== Records provided
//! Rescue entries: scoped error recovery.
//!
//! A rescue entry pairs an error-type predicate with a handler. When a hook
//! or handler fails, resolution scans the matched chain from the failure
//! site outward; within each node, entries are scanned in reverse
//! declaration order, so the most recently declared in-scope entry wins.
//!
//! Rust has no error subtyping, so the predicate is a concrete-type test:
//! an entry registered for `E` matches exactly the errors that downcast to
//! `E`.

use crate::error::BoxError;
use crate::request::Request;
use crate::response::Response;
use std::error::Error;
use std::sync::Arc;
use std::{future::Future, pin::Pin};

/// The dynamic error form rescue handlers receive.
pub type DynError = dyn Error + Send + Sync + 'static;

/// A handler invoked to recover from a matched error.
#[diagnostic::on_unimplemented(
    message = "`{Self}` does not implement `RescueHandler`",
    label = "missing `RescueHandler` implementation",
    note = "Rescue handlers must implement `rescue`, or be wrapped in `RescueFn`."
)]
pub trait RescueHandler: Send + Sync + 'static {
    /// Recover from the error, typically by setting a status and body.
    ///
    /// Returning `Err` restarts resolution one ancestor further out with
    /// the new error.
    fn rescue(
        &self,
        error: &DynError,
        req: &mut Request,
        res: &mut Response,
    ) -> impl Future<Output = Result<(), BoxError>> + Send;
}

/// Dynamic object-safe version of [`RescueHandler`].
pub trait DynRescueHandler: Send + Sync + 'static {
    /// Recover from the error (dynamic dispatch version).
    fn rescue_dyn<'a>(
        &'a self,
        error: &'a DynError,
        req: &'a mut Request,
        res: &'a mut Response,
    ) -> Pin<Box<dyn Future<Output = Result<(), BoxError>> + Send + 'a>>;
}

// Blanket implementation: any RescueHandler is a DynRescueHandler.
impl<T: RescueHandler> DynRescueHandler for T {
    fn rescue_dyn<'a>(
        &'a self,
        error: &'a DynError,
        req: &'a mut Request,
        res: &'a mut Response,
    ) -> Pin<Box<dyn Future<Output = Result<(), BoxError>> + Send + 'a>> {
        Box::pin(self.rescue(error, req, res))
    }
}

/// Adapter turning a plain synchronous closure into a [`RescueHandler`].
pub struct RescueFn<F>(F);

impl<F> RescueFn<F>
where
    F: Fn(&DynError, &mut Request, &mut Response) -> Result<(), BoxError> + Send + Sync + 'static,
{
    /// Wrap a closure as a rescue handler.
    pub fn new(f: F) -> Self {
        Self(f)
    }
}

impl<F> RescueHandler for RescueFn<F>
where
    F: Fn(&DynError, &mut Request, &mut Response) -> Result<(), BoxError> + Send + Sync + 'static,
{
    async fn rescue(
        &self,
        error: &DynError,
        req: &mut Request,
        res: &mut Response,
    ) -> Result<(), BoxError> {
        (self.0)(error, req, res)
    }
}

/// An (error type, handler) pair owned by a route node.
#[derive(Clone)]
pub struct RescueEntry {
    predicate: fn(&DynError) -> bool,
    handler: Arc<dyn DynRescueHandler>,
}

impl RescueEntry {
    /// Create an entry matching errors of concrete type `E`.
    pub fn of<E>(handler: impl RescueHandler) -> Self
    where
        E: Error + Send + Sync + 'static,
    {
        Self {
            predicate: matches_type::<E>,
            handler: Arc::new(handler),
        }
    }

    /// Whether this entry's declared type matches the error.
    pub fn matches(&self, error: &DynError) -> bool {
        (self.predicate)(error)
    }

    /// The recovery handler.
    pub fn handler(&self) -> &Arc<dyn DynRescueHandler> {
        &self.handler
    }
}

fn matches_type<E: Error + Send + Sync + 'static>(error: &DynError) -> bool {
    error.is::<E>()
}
====
== Records provided
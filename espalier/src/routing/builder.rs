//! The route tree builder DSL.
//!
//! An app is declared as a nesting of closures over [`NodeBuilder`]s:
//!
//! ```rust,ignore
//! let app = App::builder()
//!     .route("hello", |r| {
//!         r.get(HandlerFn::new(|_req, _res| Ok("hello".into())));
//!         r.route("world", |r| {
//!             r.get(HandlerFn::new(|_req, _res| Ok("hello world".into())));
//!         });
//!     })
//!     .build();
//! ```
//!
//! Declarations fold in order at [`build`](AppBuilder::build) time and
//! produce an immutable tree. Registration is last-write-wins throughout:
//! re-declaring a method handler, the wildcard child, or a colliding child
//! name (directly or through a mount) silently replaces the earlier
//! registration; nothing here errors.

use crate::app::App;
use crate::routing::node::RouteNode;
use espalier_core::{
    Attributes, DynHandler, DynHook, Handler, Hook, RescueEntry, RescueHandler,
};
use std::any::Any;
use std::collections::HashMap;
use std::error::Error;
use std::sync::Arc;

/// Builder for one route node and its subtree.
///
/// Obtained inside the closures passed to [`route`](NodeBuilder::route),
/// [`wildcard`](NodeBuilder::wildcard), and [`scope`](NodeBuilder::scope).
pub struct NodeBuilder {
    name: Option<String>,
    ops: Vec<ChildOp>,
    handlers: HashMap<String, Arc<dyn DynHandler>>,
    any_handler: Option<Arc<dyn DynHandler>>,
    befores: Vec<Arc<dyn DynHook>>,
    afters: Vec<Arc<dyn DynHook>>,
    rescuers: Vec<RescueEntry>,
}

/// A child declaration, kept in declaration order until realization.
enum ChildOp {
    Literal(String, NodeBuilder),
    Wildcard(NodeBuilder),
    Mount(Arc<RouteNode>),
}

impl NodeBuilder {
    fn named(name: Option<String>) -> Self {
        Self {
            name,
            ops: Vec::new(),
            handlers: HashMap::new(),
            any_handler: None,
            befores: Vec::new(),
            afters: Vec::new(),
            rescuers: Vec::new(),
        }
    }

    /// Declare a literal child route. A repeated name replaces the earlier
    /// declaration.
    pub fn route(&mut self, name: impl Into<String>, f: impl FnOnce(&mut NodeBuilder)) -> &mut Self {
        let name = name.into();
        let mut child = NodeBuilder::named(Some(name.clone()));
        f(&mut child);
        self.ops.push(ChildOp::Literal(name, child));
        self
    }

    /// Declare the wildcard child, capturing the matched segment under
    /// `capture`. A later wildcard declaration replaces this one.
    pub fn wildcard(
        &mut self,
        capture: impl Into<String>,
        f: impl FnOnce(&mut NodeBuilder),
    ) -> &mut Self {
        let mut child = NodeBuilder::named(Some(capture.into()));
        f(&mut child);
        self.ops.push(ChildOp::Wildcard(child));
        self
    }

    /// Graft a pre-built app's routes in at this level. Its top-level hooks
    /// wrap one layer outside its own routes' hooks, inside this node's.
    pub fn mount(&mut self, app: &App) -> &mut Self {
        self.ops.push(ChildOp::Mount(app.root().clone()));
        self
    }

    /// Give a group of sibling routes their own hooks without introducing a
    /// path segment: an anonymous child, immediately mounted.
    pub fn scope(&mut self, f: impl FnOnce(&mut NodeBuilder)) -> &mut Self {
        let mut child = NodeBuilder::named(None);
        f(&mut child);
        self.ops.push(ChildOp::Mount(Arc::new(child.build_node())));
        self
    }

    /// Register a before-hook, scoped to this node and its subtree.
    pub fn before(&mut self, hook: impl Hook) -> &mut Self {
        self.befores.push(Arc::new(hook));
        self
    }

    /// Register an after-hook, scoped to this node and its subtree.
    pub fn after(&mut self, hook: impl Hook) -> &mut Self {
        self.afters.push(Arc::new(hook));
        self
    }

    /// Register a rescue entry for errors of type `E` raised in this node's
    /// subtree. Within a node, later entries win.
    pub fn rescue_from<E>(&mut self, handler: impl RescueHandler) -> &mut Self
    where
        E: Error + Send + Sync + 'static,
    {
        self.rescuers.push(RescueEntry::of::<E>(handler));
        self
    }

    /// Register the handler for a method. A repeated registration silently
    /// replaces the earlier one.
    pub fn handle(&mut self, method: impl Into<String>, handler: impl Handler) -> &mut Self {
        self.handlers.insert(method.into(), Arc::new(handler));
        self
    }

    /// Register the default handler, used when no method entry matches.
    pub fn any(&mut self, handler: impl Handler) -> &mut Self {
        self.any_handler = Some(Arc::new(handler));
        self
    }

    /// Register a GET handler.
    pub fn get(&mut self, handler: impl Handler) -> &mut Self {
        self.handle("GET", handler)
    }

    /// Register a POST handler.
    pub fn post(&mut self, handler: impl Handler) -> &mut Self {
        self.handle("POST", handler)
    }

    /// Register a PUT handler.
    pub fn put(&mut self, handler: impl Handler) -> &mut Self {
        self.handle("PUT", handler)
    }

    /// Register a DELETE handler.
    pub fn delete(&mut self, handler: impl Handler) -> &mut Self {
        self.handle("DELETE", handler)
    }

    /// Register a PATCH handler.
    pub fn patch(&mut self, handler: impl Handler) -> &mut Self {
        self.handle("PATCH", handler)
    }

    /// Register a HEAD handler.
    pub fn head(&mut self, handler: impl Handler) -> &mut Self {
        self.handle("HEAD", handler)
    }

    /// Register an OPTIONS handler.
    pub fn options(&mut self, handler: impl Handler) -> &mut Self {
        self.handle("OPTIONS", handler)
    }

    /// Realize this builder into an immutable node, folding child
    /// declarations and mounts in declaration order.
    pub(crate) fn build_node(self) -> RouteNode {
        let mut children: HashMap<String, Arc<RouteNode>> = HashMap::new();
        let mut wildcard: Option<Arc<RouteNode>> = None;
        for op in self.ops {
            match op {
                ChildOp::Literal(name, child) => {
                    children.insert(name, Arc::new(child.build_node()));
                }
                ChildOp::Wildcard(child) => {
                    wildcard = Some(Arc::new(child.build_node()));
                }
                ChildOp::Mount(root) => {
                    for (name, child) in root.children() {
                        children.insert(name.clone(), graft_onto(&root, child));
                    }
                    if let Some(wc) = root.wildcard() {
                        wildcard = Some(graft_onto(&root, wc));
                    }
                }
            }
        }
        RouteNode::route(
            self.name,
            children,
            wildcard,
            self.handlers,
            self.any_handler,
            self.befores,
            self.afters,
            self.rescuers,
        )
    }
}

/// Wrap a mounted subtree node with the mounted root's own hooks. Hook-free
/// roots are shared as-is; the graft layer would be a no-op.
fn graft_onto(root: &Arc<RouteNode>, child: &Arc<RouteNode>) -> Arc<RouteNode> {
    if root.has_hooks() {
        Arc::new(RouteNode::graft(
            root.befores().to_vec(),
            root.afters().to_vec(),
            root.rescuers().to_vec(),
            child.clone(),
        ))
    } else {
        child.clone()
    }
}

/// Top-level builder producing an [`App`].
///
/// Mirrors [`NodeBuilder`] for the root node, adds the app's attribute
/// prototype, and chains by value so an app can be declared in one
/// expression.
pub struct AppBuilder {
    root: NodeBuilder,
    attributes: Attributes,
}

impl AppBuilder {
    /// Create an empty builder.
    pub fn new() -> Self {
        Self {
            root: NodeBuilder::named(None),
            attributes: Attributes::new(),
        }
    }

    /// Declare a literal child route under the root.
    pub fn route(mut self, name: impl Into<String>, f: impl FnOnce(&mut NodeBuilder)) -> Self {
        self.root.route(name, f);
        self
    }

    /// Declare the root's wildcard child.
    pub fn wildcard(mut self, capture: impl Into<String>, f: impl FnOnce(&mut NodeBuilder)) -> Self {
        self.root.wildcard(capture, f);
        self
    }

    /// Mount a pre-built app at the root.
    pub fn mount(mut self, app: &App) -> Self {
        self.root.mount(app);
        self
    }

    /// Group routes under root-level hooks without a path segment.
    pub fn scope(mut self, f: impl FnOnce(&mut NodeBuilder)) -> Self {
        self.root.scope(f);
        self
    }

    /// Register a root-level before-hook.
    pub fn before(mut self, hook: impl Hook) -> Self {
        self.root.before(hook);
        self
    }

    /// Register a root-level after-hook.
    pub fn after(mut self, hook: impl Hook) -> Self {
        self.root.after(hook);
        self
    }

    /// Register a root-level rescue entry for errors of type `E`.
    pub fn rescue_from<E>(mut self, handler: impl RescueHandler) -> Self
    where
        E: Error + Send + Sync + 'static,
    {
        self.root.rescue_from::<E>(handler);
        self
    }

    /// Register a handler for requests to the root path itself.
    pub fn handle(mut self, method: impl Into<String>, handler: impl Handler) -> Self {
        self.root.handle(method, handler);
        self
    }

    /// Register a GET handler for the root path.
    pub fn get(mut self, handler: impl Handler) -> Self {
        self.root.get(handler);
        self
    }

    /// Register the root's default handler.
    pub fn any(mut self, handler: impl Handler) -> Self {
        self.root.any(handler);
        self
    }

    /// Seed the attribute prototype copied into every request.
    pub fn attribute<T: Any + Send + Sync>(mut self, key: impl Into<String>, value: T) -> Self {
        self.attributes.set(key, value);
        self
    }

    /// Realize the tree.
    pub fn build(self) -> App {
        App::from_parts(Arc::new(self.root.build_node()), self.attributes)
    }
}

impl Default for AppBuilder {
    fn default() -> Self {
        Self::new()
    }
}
====
> _Task_:
What you give back should be exactly the lines of the data above from the line with "pub fn scope(&mut" through the line with "self.befores.push(Arc::new(hook));", both of those included, and nothing more.

> _Expected answer_:
    pub fn scope(&mut self, f: impl FnOnce(&mut NodeBuilder)) -> &mut Self {
        let mut child = NodeBuilder::named(None);
        f(&mut child);
        self.ops.push(ChildOp::Mount(Arc::new(child.build_node())));
        self
    }

    /// Register a before-hook, scoped to this node and its subtree.
    pub fn before(&mut self, hook: impl Hook) -> &mut Self {
        self.befores.push(Arc::new(hook));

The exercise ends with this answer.